Soudain, comme le Soleil n'est plus là, je cours, oublie la prudence dans une ivresse désespérée. Je cours, pour montrer au monde que je suis vivant, et libre, que la joie peut prospérer sous l'encre de la nuit. Je cours si loin que je me perd, et c'est folie que de se perdre dans le noir.
Et c'est folie de vivre, aussi.
Mais autour de moi.
Les abres immobiles portent leurs branches dénudées comme un fardeau, leurs troncs se tordent et se plissent, redevenus sourds et aveugles. La terre, vidée petit à petit sous mon regard inattentif, est maintenant abandonnée, laissée sans couleurs, sans fleurs, sans vies. Ses tristes collines se ratatinent, et se parent sous la Lune des allures de tertres et de tombeaux.
De tombeaux.
L'été est passé. Aveuglé pourtant, j'ai continuer à danser, continuer à voler.
Et maintenant... Je m'arrête. Je vis dans un monde où plus rien ne vit. Où tout ce que je connais est mort. Où tous sont allés se coucher gentimment, sur le sol glacé...
Je sens le froid autour de moi. Déjà il commence à m'envelopper de givre, mes ailes glacées peinent à s'ouvrir. Bientôt je ne pourrais plus voler.
Et c'est pire que de mourir, de s'arrêter.
Tu te lèveras, fils. Et tu te coucheras. Comme moi. Comme tous. Tu fermeras les yeux, et ne reviendras pas.
Non, père.
Je refuse de me coucher comme tout le monde. D'aller gentiment mourir sur cette terre maudite.

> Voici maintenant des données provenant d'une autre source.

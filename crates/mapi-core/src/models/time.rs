use chrono::NaiveDateTime;

/// Converts a Windows FILETIME (100-ns ticks since 1601-01-01 UTC) to a
/// UTC timestamp. Integer arithmetic only; out-of-range values yield
/// `None`.
pub fn filetime_to_datetime(file_time: i64) -> Option<NaiveDateTime> {
    epochs::windows_file(file_time)
}
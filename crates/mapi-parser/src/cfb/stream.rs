use super::directory::DirectoryEntry;
use super::fat::{FatTable, MiniFatTable};
use super::header::CfbHeader;
use mapi_core::{MapiError, Result};
use std::io::{Read, Seek};

/// Read a stream entry's bytes. Streams below the header cutoff live in
/// the mini stream and are followed through the mini FAT; others are
/// followed through the FAT in regular sectors. The sector-aligned chain
/// is truncated to the entry's declared size.
///
/// Zero-sized streams are absent (`Ok(None)`).
pub fn read_entry<R: Read + Seek>(
    reader: &mut R,
    entry: &DirectoryEntry,
    header: &CfbHeader,
    fat: &FatTable,
    mini_fat: Option<&MiniFatTable>,
) -> Result<Option<Vec<u8>>> {
    if !entry.is_stream() {
        return Err(MapiError::BadProperty {
            offset: entry.index as usize,
            reason: format!("entry '{}' is not a stream", entry.name),
        });
    }

    let size = entry.size;
    if size == 0 {
        return Ok(None);
    }

    let mut data = if size < header.mini_stream_cutoff_size as u64 {
        let mini_fat = mini_fat.ok_or(MapiError::BadChain {
            sector: entry.starting_sector,
            index: 0,
        })?;
        mini_fat.read_chain(entry.starting_sector)?
    } else {
        fat.read_chain(reader, entry.starting_sector)?
    };

    if (data.len() as u64) < size {
        return Err(MapiError::BadChain {
            sector: entry.starting_sector,
            index: data.len() / header.sector_size() as usize,
        });
    }

    data.truncate(size as usize);
    Ok(Some(data))
}
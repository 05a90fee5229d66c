use thiserror::Error;

#[derive(Error, Debug)]
pub enum MapiError {
    #[error("invalid CFB header signature: {found:02X?}")]
    BadSignature { found: [u8; 8] },

    #[error("CFB header CLSID is not null")]
    BadClsid,

    #[error("invalid byte-order marker: {found:#06X}")]
    BadByteOrder { found: u16 },

    #[error("unsupported CFB major version: {version}")]
    BadVersion { version: u16 },

    #[error("sector size {size} does not match major version {version}")]
    BadSectorSize { version: u16, size: u32 },

    #[error("invalid sector value {sector:#010X} at chain position {index}")]
    BadChain { sector: u32, index: usize },

    #[error("stream '{name}' not found")]
    NotFound { name: String },

    #[error("malformed property stream at offset {offset}: {reason}")]
    BadProperty { offset: usize, reason: String },

    #[error("compressed RTF header invalid: {reason}")]
    BadRtfHeader { reason: String },

    #[error("compressed RTF CRC mismatch: header {expected:#010X}, computed {actual:#010X}")]
    BadRtfCrc { expected: u32, actual: u32 },

    #[error("unknown RTF compression magic: {magic:02X?}")]
    UnknownRtfCompression { magic: [u8; 4] },

    #[error("truncated RTF token at payload offset {offset}")]
    BadRtfToken { offset: usize },

    #[error("buffer underflow: attempted to read {requested} bytes, but only {available} available")]
    BufferUnderflow { requested: usize, available: usize },

    #[error("encoding error: {0}")]
    EncodingError(String),

    #[error("IO error: {0}")]
    IoError(#[from] std::io::Error),
}

pub type Result<T> = std::result::Result<T, MapiError>;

Je refuse de vivre dans le noir. De laisser la Lune éteindre mon sourire pour m'entraver.
Je refuse de m'arrêter plus longtemps. Car c'est pire que de mourir, de s'arrêter.
Alors je secoue mes ailes, m'élance vers le ciel, ris. Plus de silence, plus d'immobilité. Je m'en vais plus haut, plus haut, plus haut encore, jette un regard aux terres glacées_cimetières et rêves oubliés. Et je ris encore car une Grande Aile m'a apperçu. Elle s'approche, ouvre ses serres, s'apprête à frapper.
Et mon rire s'envole au ciel, rebondis sur les nuages, libre comme aucun de ceux qui m'ont précédé. De ce rire se forment des mots_ma dernière lettre, mon voeu final.
Soleil, si tu pouvais revenir
Pour voir les cocons fleurirent...
Les papillons te suivront
Et jamais ne s'arrêteront.
Je me suis levé, père, et m'en vais m'envoler.